What your surgery will be like depends on a number of factors including:
- your type of cancer
- the type of operation you are having
- your general health
You might have surgery as an outpatient (day surgery) or stay one or more nights in hospital as an inpatient. It depends on the type of surgery you are having. Staying in hospital means that the team can keep an eye on you and monitor your recovery.
Waiting for your surgery date
You may be told that you need to have surgery but then have to wait a few weeks for the operation. This can be a difficult time emotionally. But it does give you time to prepare yourself and have any tests you may need beforehand. It is also a chance to sort things out at home or work, should you need to.
You might feel anxious before an operation. But the more you know about what is going to happen, the less frightening it will seem.
Tips for coping with surgery
- Ask your doctors and nurses lots of questions about the operation.
- Be sure about what you need to do before the operation and what to expect afterwards.
- Get things ready to go in to hospital, such as nightwear, books, music and magazines.
- Try relaxation techniques as these can be good if you are nervous.
- Try to stop smoking because it helps your recovery if you do.
What happens before surgery?
Before surgery you:
- have tests to check your general health
- meet members of your team, including the surgeon
- discuss the operation with your surgeon and sign a consent form
This may all happen at a pre assessment clinic, up to 2 weeks before your operation. This allows time to add nutritional drinks to your diet if you need to build yourself up before surgery. You might also need to stop taking some medicines, such as anticoagulants which thin the blood.
Sometimes you only prepare for the operation once you are admitted to hospital for your operation.
Most people are admitted on the morning of their operation or the day before.
Tests to check your general health
Before any operation you need to have some tests to make sure you are well enough to have the anaesthetic and operation. These may include:
Blood tests include a full blood count to check that you are able to fight infections, that your blood can clot normally, and that you aren’t
Your doctor or nurse may ask you to give a urine sample so that they can check that your kidneys are working normally. They can also check for infections.
You might have a pregnancy test.
A chest x-ray shows how well your lungs are working and checks for infections.
An electrocardiogram checks how well your heart is working. This is the test where you have small sticky pads put on your chest that are attached to wires. It shows your heart beat as an electrical trace on a screen.

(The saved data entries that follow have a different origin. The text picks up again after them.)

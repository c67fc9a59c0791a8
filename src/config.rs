use std::path::PathBuf;

use crate::crypto::{DEFAULT_KEY_BITS, MAX_KEY_BITS, MIN_KEY_BITS};
use crate::error::{ChatError, ChatResult};

pub const DEFAULT_PORT: u16 = 8080;
pub const DEFAULT_HOST: &str = "127.0.0.1";
pub const DEFAULT_CREDENTIALS_PATH: &str = "Auth.txt";

pub const ENV_PORT: &str = "CIPHERCHAT_PORT";
pub const ENV_HOST: &str = "CIPHERCHAT_HOST";
pub const ENV_CREDENTIALS: &str = "CIPHERCHAT_CREDENTIALS";
pub const ENV_KEY_BITS: &str = "CIPHERCHAT_KEY_BITS";

/// Server configuration
#[derive(Debug, Clone, PartialEq, Eq)]
pub struct ServerConfig {
    pub port: u16,
    pub credentials_path: PathBuf,
    pub key_bits: usize,
}

impl ServerConfig {
    pub fn new(port: u16, credentials_path: impl Into<PathBuf>, key_bits: usize) -> Self {
        Self {
            port,
            credentials_path: credentials_path.into(),
            key_bits,
        }
    }

    /// Defaults, overridden by environment variables, overridden by
    /// positional arguments `[CREDENTIALS_PATH] [PORT]`
    pub fn from_sources<F>(env: F, args: &[String]) -> ChatResult<Self>
    where
        F: Fn(&str) -> Option<String>,
    {
        let mut config = Self::default();

        if let Some(path) = env(ENV_CREDENTIALS) {
            config.credentials_path = PathBuf::from(path);
        }
        if let Some(port) = env(ENV_PORT) {
            config.port = parse_port(&port)?;
        }
        if let Some(bits) = env(ENV_KEY_BITS) {
            config.key_bits = parse_key_bits(&bits)?;
        }

        if let Some(path) = args.first() {
            config.credentials_path = PathBuf::from(path);
        }
        if let Some(port) = args.get(1) {
            config.port = parse_port(port)?;
        }

        config.validate()?;
        Ok(config)
    }

    pub fn validate(&self) -> ChatResult<()> {
        if self.port == 0 {
            return Err(ChatError::Config("Port cannot be 0".to_string()));
        }
        validate_key_bits(self.key_bits)
    }
}

impl Default for ServerConfig {
    fn default() -> Self {
        Self {
            port: DEFAULT_PORT,
            credentials_path: PathBuf::from(DEFAULT_CREDENTIALS_PATH),
            key_bits: DEFAULT_KEY_BITS,
        }
    }
}

/// Client configuration
#[derive(Debug, Clone, PartialEq, Eq)]
pub struct ClientConfig {
    pub host: String,
    pub port: u16,
    pub key_bits: usize,
}

impl ClientConfig {
    /// Same precedence as the server; positional arguments are `[HOST] [PORT]`
    pub fn from_sources<F>(env: F, args: &[String]) -> ChatResult<Self>
    where
        F: Fn(&str) -> Option<String>,
    {
        let mut config = Self::default();

        if let Some(host) = env(ENV_HOST) {
            config.host = host;
        }
        if let Some(port) = env(ENV_PORT) {
            config.port = parse_port(&port)?;
        }
        if let Some(bits) = env(ENV_KEY_BITS) {
            config.key_bits = parse_key_bits(&bits)?;
        }

        if let Some(host) = args.first() {
            config.host = host.clone();
        }
        if let Some(port) = args.get(1) {
            config.port = parse_port(port)?;
        }

        config.validate()?;
        Ok(config)
    }

    pub fn validate(&self) -> ChatResult<()> {
        if self.host.trim().is_empty() {
            return Err(ChatError::Config("Host cannot be empty".to_string()));
        }
        if self.port == 0 {
            return Err(ChatError::Config("Port cannot be 0".to_string()));
        }
        validate_key_bits(self.key_bits)
    }

    pub fn address(&self) -> String {
        format!("{}:{}", self.host, self.port)
    }
}

impl Default for ClientConfig {
    fn default() -> Self {
        Self {
            host: DEFAULT_HOST.to_string(),
            port: DEFAULT_PORT,
            key_bits: DEFAULT_KEY_BITS,
        }
    }
}

fn parse_port(value: &str) -> ChatResult<u16> {
    value
        .trim()
        .parse::<u16>()
        .map_err(|_| ChatError::Config(format!("Invalid port: {}", value)))
}

fn parse_key_bits(value: &str) -> ChatResult<usize> {
    value
        .trim()
        .parse::<usize>()
        .map_err(|_| ChatError::Config(format!("Invalid key size: {}", value)))
}

fn validate_key_bits(bits: usize) -> ChatResult<()> {
    if !(MIN_KEY_BITS..=MAX_KEY_BITS).contains(&bits) {
        return Err(ChatError::Config(format!(
            "Key size {} outside [{}, {}]",
            bits, MIN_KEY_BITS, MAX_KEY_BITS
        )));
    }
    Ok(())
}

#[cfg(test)]
mod tests {
    use super::*;
    use std::collections::HashMap;

    fn env_from(pairs: &[(&str, &str)]) -> impl Fn(&str) -> Option<String> {
        let map: HashMap<String, String> = pairs
            .iter()
            .map(|(k, v)| (k.to_string(), v.to_string()))
            .collect();
        move |key: &str| map.get(key).cloned()
    }

    fn args(values: &[&str]) -> Vec<String> {
        values.iter().map(|s| s.to_string()).collect()
    }

    #[test]
    fn test_server_defaults() {
        let config = ServerConfig::from_sources(env_from(&[]), &[]).unwrap();
        assert_eq!(config, ServerConfig::default());
    }

    #[test]
    fn test_server_precedence() {
        let env = env_from(&[(ENV_PORT, "9000"), (ENV_CREDENTIALS, "env.txt"), (ENV_KEY_BITS, "512")]);
        let config = ServerConfig::from_sources(&env, &[]).unwrap();
        assert_eq!(config, ServerConfig::new(9000, "env.txt", 512));

        let config = ServerConfig::from_sources(&env, &args(&["cli.txt", "7000"])).unwrap();
        assert_eq!(config, ServerConfig::new(7000, "cli.txt", 512));
    }

    #[test]
    fn test_invalid_values_are_rejected() {
        assert!(ServerConfig::from_sources(env_from(&[]), &args(&["a.txt", "0"])).is_err());
        assert!(ServerConfig::from_sources(env_from(&[]), &args(&["a.txt", "port"])).is_err());
        assert!(ServerConfig::from_sources(env_from(&[(ENV_KEY_BITS, "8")]), &[]).is_err());
        assert!(ClientConfig::from_sources(env_from(&[]), &args(&[" ", "8080"])).is_err());
    }

    #[test]
    fn test_client_address() {
        let config = ClientConfig::from_sources(env_from(&[(ENV_HOST, "chat.local")]), &args(&[])).unwrap();
        assert_eq!(config.address(), "chat.local:8080");

        let config = ClientConfig::from_sources(env_from(&[]), &args(&["10.0.0.2", "9999"])).unwrap();
        assert_eq!(config.address(), "10.0.0.2:9999");
    }
}
//! Peer side of the protocol, usable over any byte stream.

use tokio::io::{AsyncRead, AsyncWrite, ReadHalf, WriteHalf};

use crate::crypto::{KeyPair, PublicKey};
use crate::error::{ChatError, ChatResult};
use crate::network::connection::{write_line, LineReader};
use crate::network::messages::{LoginResponse, CHANGE_PASSWORD_PREFIX};

/// A connected peer: owns its own key pair and knows the service's public key
pub struct ChatClient<S> {
    receiver: ClientReceiver<S>,
    sender: ClientSender<S>,
}

/// Reading half: decrypts lines from the service with the peer's private key
pub struct ClientReceiver<S> {
    reader: LineReader<ReadHalf<S>>,
    keys: KeyPair,
}

/// Writing half: encrypts lines for the service
pub struct ClientSender<S> {
    writer: WriteHalf<S>,
    service_key: PublicKey,
}

impl<S: AsyncRead + AsyncWrite> ChatClient<S> {
    /// Generate a key pair of `key_bits` bits and run the cleartext key exchange
    pub async fn connect(stream: S, key_bits: usize) -> ChatResult<Self> {
        let keys = KeyPair::generate(key_bits)?;
        Self::with_keys(stream, keys).await
    }

    pub async fn with_keys(stream: S, keys: KeyPair) -> ChatResult<Self> {
        let (read_half, mut write_half) = tokio::io::split(stream);
        let mut reader = LineReader::new(read_half);

        write_line(&mut write_half, &keys.public_exponent().to_string()).await?;
        write_line(&mut write_half, &keys.modulus().to_string()).await?;

        let exponent = reader.expect_line().await?;
        let modulus = reader.expect_line().await?;
        let service_key = PublicKey::from_decimal(&exponent, &modulus)?;

        Ok(Self {
            receiver: ClientReceiver { reader, keys },
            sender: ClientSender {
                writer: write_half,
                service_key,
            },
        })
    }

    /// Submit one name/password pair and read the service's verdict
    pub async fn login(&mut self, name: &str, password: &str) -> ChatResult<LoginResponse> {
        self.sender.send(name).await?;
        self.sender.send(password).await?;
        let reply = self.receiver.recv().await?.ok_or(ChatError::ConnectionClosed)?;
        reply.parse()
    }

    pub async fn send(&mut self, text: &str) -> ChatResult<()> {
        self.sender.send(text).await
    }

    /// Write a line without encrypting it
    pub async fn send_raw(&mut self, line: &str) -> ChatResult<()> {
        write_line(&mut self.sender.writer, line).await
    }

    pub async fn recv(&mut self) -> ChatResult<Option<String>> {
        self.receiver.recv().await
    }

    pub fn service_key(&self) -> &PublicKey {
        &self.sender.service_key
    }

    /// Split so incoming lines can be printed while the user types
    pub fn into_split(self) -> (ClientReceiver<S>, ClientSender<S>) {
        (self.receiver, self.sender)
    }
}

impl<S: AsyncRead> ClientReceiver<S> {
    /// Next decrypted line, `None` once the service closes the connection
    pub async fn recv(&mut self) -> ChatResult<Option<String>> {
        match self.reader.read_line().await? {
            Some(line) => Ok(Some(self.keys.decrypt(&line)?)),
            None => Ok(None),
        }
    }
}

impl<S: AsyncWrite> ClientSender<S> {
    pub async fn send(&mut self, text: &str) -> ChatResult<()> {
        let line = self.service_key.encrypt(text)?;
        write_line(&mut self.writer, &line).await
    }

    pub async fn change_password(&mut self, new_password: &str) -> ChatResult<()> {
        self.send(&format!("{}{}", CHANGE_PASSWORD_PREFIX, new_password)).await
    }
}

You might need other scans or x-rays to check the position and size of your cancer, and whether it has spread. Exactly what you need depends on the type of cancer you have.
Meeting your team
Before your operation, a member of the surgical team will talk to you in detail about your operation.
You also meet the
You might also meet a physiotherapist. They can assess how well you move around, and let the doctors know if there is anything that could affect your recovery.
The physiotherapist or a nurse can teach you the breathing and leg exercises you may need to do after your operation. The exercises reduce your risk of chest infections and blood clots that can develop if you don’t move around for a while.
These exercises help prevent you developing a chest infection or blood clots in your legs after surgery. These problems are more likely when you are not moving around as you would normally.
You can do these breathing exercises while sitting up in a chair or in bed or whilst lying down.
Relax your shoulders and upper chest.
Take a slow, deep, comfortable breath in and hold for a couple of seconds, then slowly breathe out.
Repeat this 3 times.
You can start these breathing exercises as soon as you come round from your anaesthetic. You should try to do them every hour when awake until you are fully mobile.
If you need to cough support your wound with your arms a pillow or a rolled up towel.
Voiceover: If you are struggling to clear any phlegm, try a huff. This is where you breathe out in a short, sharp manner as if you were trying to steam up a mirror.
You should move about as soon as possible after your operation. But while you are not as mobile, try to keep your legs moving to encourage better circulation.
You can do these exercises in a bed or in a chair.
One foot at a time point your toes away from you then, pull your toes towards your chin. Try to do 10 of these on both feet at least 2 to 3 times an hour.
The next exercise is circling your ankles. One at a time circle your ankles, clockwise and then anticlockwise. Repeat this 10 times with each ankle 2 to 3 times an hour.
Signing the consent form
Before you have any operation you need to sign a consent form. This is a written agreement between you and the surgeon, saying that you give permission for them to do the operation.
Before you sign it your surgeon explains:
- why you need the operation
- whether you have any other treatment options
- what the aim of the surgery is
- how they will do the surgery
- any risks or complications
- possible side effects of the surgery and whether they are short or long term
You might also see a specialist nurse who can go over the details again. They are able to answer your questions. Your surgeon or specialist nurse usually gives you written information about the operation.
Having a friend or family member with you can help you remember and understand what the surgeon or nurse says. You should only sign the consent form once you understand fully about the operation.